## STUDY MATERIAL
************

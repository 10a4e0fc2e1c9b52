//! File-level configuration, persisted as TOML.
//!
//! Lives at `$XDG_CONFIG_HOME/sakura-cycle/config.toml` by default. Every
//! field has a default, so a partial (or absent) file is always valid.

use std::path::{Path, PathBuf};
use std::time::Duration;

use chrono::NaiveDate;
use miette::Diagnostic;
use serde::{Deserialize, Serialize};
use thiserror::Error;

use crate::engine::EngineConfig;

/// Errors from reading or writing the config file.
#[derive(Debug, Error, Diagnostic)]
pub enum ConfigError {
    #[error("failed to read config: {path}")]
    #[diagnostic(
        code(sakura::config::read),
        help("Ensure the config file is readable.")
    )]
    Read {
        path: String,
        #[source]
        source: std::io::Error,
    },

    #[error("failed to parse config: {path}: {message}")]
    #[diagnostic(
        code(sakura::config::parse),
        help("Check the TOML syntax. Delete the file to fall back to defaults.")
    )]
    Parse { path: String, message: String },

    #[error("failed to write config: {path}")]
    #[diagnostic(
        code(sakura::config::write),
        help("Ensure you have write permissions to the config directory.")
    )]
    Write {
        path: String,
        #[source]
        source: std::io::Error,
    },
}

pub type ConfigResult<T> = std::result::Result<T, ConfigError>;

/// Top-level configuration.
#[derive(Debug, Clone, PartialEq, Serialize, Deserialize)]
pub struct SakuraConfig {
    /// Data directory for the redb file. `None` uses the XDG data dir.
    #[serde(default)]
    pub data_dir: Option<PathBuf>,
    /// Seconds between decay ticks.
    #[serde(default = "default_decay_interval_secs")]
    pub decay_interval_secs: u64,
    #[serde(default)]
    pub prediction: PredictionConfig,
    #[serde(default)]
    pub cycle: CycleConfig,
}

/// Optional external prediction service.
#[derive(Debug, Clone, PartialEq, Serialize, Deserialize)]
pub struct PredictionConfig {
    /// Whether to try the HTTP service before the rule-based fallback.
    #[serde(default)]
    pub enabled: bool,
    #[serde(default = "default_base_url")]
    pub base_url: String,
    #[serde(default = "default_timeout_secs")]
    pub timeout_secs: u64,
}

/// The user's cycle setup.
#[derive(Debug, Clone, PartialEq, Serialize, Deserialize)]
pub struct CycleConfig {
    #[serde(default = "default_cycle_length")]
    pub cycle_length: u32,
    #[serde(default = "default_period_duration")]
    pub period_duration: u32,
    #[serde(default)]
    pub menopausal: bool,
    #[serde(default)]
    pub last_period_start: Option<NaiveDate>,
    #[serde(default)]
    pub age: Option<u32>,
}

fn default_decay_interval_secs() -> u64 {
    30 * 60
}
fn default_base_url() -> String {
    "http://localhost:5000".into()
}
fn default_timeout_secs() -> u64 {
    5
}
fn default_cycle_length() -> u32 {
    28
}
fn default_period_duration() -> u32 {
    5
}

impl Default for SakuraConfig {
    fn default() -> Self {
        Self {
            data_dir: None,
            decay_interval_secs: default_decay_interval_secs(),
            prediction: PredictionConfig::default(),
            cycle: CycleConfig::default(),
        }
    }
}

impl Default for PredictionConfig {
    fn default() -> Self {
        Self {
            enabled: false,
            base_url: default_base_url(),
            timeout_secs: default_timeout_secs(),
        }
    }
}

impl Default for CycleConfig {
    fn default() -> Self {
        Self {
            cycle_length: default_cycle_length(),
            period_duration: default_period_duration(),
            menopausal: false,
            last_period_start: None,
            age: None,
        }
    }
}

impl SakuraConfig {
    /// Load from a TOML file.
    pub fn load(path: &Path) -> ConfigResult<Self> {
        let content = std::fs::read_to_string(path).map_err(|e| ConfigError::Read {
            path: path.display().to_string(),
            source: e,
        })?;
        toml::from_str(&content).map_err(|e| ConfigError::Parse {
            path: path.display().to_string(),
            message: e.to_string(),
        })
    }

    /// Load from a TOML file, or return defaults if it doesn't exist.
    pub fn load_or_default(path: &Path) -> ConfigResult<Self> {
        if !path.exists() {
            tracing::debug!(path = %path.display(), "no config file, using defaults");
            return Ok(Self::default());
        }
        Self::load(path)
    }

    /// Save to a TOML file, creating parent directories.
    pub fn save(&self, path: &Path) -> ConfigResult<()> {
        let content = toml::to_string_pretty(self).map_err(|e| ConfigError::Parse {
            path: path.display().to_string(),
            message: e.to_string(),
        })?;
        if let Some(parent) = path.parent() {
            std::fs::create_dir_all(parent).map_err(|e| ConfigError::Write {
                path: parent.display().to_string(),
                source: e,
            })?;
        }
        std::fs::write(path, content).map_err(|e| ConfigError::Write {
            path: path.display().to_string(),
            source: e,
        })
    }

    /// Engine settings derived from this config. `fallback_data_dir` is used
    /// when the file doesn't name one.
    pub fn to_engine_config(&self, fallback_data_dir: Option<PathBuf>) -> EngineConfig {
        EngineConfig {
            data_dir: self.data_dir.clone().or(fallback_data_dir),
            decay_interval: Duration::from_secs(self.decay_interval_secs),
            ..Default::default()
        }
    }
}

************

## EXERCISE
Say how many lines of the data hold the string "message", with no other words in your reply.

## SOLUTION TO THIS TASK
4